AIM OF THE TASK: Within this material, find every line where the string "const" appears, and copy it out.

RECORDS SUPPLIED:
use crate::application::bootstrap::bootstrap_workspace;
use crate::application::cycle_tracker::{
    MAX_HISTORY_ENTRIES, attach_period_end, average_cycle_length, average_period_length,
    current_cycle_day, days_since_start, merge_history, next_period_estimate,
};
use crate::application::plan_editor::{
    EDIT_HORIZON_DAYS, add_rule, normalize_rules, remove_rule, set_rule_end, set_rule_start,
    set_rule_type, toggle_open_end,
};
use crate::application::schedule::{
    Advice, CalendarDayInfo, SlotProjection, active_rule, advice_for, calendar_day_info,
    project_slots,
};
use crate::domain::models::{
    CycleEntry, DEFAULT_PLAN_ID, FastingRule, FastingTypeDef, FastingTypeId, Plan, PlanSnapshot,
    UserSettings, built_in_fasting_types, default_plan, validate_hhmm,
};
use crate::infrastructure::error::InfraError;
use crate::infrastructure::settings_store::{
    export_document, load_settings, parse_import_payload, save_settings,
};
use chrono::{Datelike, Duration, NaiveDate, Utc};
use serde::Serialize;
use std::fs::OpenOptions;
use std::io::Write;
use std::path::PathBuf;
use std::sync::atomic::{AtomicU64, Ordering};
use std::sync::{Mutex, MutexGuard};

const STATUS_UNINITIALIZED: &str = "uninitialized";
const STATUS_ACTIVE: &str = "active";
const CALENDAR_RANGE_MAX_DAYS: i64 = 62;
const DEFAULT_SEED_MONTHS: u32 = 12;
const MAX_SEED_MONTHS: u32 = 24;

static NEXT_ID: AtomicU64 = AtomicU64::new(1);

fn next_id(prefix: &str) -> String {
    let sequence = NEXT_ID.fetch_add(1, Ordering::Relaxed);
    format!("{prefix}-{}-{sequence}", Utc::now().timestamp_micros())
}

pub struct AppState {
    data_dir: PathBuf,
    logs_dir: PathBuf,
    settings: Mutex<UserSettings>,
    log_guard: Mutex<()>,
}

impl AppState {
    pub fn new(workspace_root: PathBuf) -> Result<Self, InfraError> {
        let _ = bootstrap_workspace(&workspace_root)?;
        let data_dir = workspace_root.join("data");
        let logs_dir = workspace_root.join("logs");
        let settings = load_settings(&data_dir)?;

        Ok(Self {
            data_dir,
            logs_dir,
            settings: Mutex::new(settings),
            log_guard: Mutex::new(()),
        })
    }

    pub fn command_error(&self, command: &str, error: &InfraError) -> String {
        self.log_error(command, &error.to_string());
        error.to_string()
    }

    pub fn log_info(&self, command: &str, message: &str) {
        self.append_log("info", command, message);
    }

    pub fn log_error(&self, command: &str, message: &str) {
        self.append_log("error", command, message);
    }

    fn append_log(&self, level: &str, command: &str, message: &str) {
        let Ok(_guard) = self.log_guard.lock() else {
            return;
        };
        let path = self.logs_dir.join("commands.log");
        let payload = serde_json::json!({
            "timestamp": Utc::now().to_rfc3339(),
            "level": level,
            "command": command,
            "message": message,
        });

        if let Ok(mut file) = OpenOptions::new().create(true).append(true).open(path) {
            let _ = writeln!(file, "{}", payload);
        }
    }
}

fn lock_settings(state: &AppState) -> Result<MutexGuard<'_, UserSettings>, InfraError> {
    state
        .settings
        .lock()
        .map_err(|error| InfraError::InvalidInput(format!("settings lock poisoned: {error}")))
}

#[derive(Debug, Clone, Serialize)]
pub struct CycleStatusResponse {
    pub status: String,
    #[serde(skip_serializing_if = "Option::is_none")]
    pub current_cycle_day: Option<u32>,
    #[serde(skip_serializing_if = "Option::is_none")]
    pub days_since_start: Option<i64>,
    #[serde(skip_serializing_if = "Option::is_none")]
    pub plan_name: Option<String>,
    #[serde(skip_serializing_if = "Option::is_none")]
    pub active_rule: Option<FastingRule>,
    #[serde(skip_serializing_if = "Option::is_none")]
    pub fasting_type: Option<FastingTypeDef>,
    #[serde(skip_serializing_if = "Option::is_none")]
    pub schedule: Option<SlotProjection>,
    #[serde(skip_serializing_if = "Option::is_none")]
    pub advice: Option<Advice>,
    #[serde(skip_serializing_if = "Option::is_none")]
    pub next_period_estimate: Option<NaiveDate>,
    pub is_fasting_enabled: bool,
}

#[derive(Debug, Clone, Serialize)]
pub struct LedgerResponse {
    pub cycle_length: u32,
    pub period_length: u32,
    #[serde(skip_serializing_if = "Option::is_none")]
    pub last_period_start: Option<NaiveDate>,
    pub cycle_history: Vec<CycleEntry>,
}

#[derive(Debug, Clone, Serialize)]
pub struct PlanListItem {
    #[serde(flatten)]
    pub plan: Plan,
    pub is_builtin: bool,
    pub is_active: bool,
}

#[derive(Debug, Clone, Serialize)]
pub struct PreferencesResponse {
    pub cycle_length: u32,
    pub period_length: u32,
    pub fasting_window_start: String,
    pub fasting_window_end: String,
    pub is_fasting_enabled: bool,
}

#[derive(Debug, Clone, Serialize)]
pub struct ImportSettingsResponse {
    pub cycle_history_entries: usize,
    pub custom_plans: usize,
    pub custom_fasting_types: usize,
}

/// The rendering contract for a given date: either an explicit
/// "uninitialized" signal (no period logged yet, drives onboarding) or the
/// resolved cycle day, rule, schedule and advice. Everything is recomputed
/// from the persisted aggregate on every call.
pub fn get_cycle_status_impl(
    state: &AppState,
    date: Option<String>,
) -> Result<CycleStatusResponse, InfraError> {
    let target_date = resolve_date_input(date.as_deref())?;
    let settings = lock_settings(state)?.clone();

    let Some(last_start) = settings.latest_period_start() else {
        return Ok(CycleStatusResponse {
            status: STATUS_UNINITIALIZED.to_string(),
            current_cycle_day: None,
            days_since_start: None,
            plan_name: None,
            active_rule: None,
            fasting_type: None,
            schedule: None,
            advice: None,
            next_period_estimate: None,
            is_fasting_enabled: settings.is_fasting_enabled,
        });
    };

    let cycle_day = current_cycle_day(target_date, last_start, settings.cycle_length);
    let plan = settings.selected_plan();
    let rule = active_rule(&plan.rules, cycle_day, settings.cycle_length).cloned();

    let mut fasting_type = None;
    let mut schedule = None;
    let mut advice = None;
    if let Some(rule) = &rule {
        let def = settings.resolve_fasting_type(&rule.fasting_type);
        advice = Some(advice_for(rule, def.as_ref(), &settings));
        schedule = def
            .as_ref()
            .map(|def| project_slots(def, cycle_day, rule.day_start));
        fasting_type = def;
    }

    Ok(CycleStatusResponse {
        status: STATUS_ACTIVE.to_string(),
        current_cycle_day: Some(cycle_day),
        days_since_start: Some(days_since_start(target_date, last_start)),
        plan_name: Some(plan.name),
        active_rule: rule,
        fasting_type,
        schedule,
        advice,
        next_period_estimate: Some(next_period_estimate(
            target_date,
            last_start,
            settings.cycle_length,
        )),
        is_fasting_enabled: settings.is_fasting_enabled,
    })
}

pub fn log_period_start_impl(state: &AppState, date: String) -> Result<LedgerResponse, InfraError> {
    let start_date = parse_date_input(&date, "date")?;
    if start_date > today() {
        return Err(InfraError::InvalidInput(
            "period start must not be in the future".to_string(),
        ));
    }

    let mut settings = lock_settings(state)?;
    let plan = settings.selected_plan();
    let entry = CycleEntry {
        start_date,
        end_date: None,
        plan_snapshot: Some(PlanSnapshot {
            id: plan.id,
            name: plan.name,
        }),
    };
    settings.cycle_history = merge_history(&settings.cycle_history, entry);
    settings.last_period_start = settings.cycle_history.first().map(|entry| entry.start_date);
    if let Some(cycle_length) = average_cycle_length(&settings.cycle_history) {
        settings.cycle_length = cycle_length;
    }
    save_settings(&state.data_dir, &settings)?;
    let response = ledger_response(&settings);
    drop(settings);

    state.log_info(
        "log_period_start",
        &format!("logged period start {start_date}"),
    );
    Ok(response)
}

pub fn log_period_end_impl(state: &AppState, date: String) -> Result<LedgerResponse, InfraError> {
    let end_date = parse_date_input(&date, "date")?;
    if end_date > today() {
        return Err(InfraError::InvalidInput(
            "period end must not be in the future".to_string(),
        ));
    }

    let mut settings = lock_settings(state)?;
    let Some(history) = attach_period_end(&settings.cycle_history, end_date) else {
        return Err(InfraError::InvalidInput(
            "no period start on or before that date".to_string(),
        ));
    };
    settings.cycle_history = history;
    if let Some(period_length) = average_period_length(&settings.cycle_history) {
        settings.period_length = period_length;
    }
    save_settings(&state.data_dir, &settings)?;
    let response = ledger_response(&settings);
    drop(settings);

    state.log_info("log_period_end", &format!("logged period end {end_date}"));
    Ok(response)
}

pub fn list_cycle_history_impl(state: &AppState) -> Result<LedgerResponse, InfraError> {
    let settings = lock_settings(state)?;
    Ok(ledger_response(&settings))
}

pub fn calendar_days_impl(
    state: &AppState,
    start: String,
    end: String,
) -> Result<Vec<CalendarDayInfo>, InfraError> {
    let start_date = parse_date_input(&start, "start")?;
    let end_date = parse_date_input(&end, "end")?;
    if end_date < start_date {
        return Err(InfraError::InvalidInput(
            "end must not be before start".to_string(),
        ));
    }
    let span_days = (end_date - start_date).num_days() + 1;
    if span_days > CALENDAR_RANGE_MAX_DAYS {
        return Err(InfraError::InvalidInput(format!(
            "date range is capped at {CALENDAR_RANGE_MAX_DAYS} days"
        )));
    }

    let settings = lock_settings(state)?.clone();
    let mut days = Vec::with_capacity(span_days as usize);
    let mut cursor = start_date;
    while cursor <= end_date {
        if let Some(info) = calendar_day_info(&settings, cursor) {
            days.push(info);
        }
        cursor += Duration::days(1);
    }
    Ok(days)
}

pub fn list_plans_impl(state: &AppState) -> Result<Vec<PlanListItem>, InfraError> {
    let settings = lock_settings(state)?;
    let mut plans = vec![PlanListItem {
        plan: default_plan(),
        is_builtin: true,
        is_active: settings.selected_plan_id == DEFAULT_PLAN_ID,
    }];
    for plan in &settings.custom_plans {
        plans.push(PlanListItem {
            is_active: settings.selected_plan_id == plan.id,
            plan: plan.clone(),
            is_builtin: false,
        });
    }
    Ok(plans)
}

pub fn select_plan_impl(state: &AppState, plan_id: String) -> Result<Plan, InfraError> {
    let plan_id = plan_id.trim();
    if plan_id.is_empty() {
        return Err(InfraError::InvalidInput(
            "plan_id must not be empty".to_string(),
        ));
    }

    let mut settings = lock_settings(state)?;
    let Some(plan) = settings.find_plan(plan_id) else {
        return Err(InfraError::InvalidInput(format!(
            "plan not found: {plan_id}"
        )));
    };
    settings.selected_plan_id = plan_id.to_string();
    save_settings(&state.data_dir, &settings)?;
    drop(settings);

    state.log_info("select_plan", &format!("selected plan_id={plan_id}"));
    Ok(plan)
}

TASK OUTPUT:
const STATUS_UNINITIALIZED: &str = "uninitialized";
const STATUS_ACTIVE: &str = "active";
const CALENDAR_RANGE_MAX_DAYS: i64 = 62;
const DEFAULT_SEED_MONTHS: u32 = 12;
const MAX_SEED_MONTHS: u32 = 24;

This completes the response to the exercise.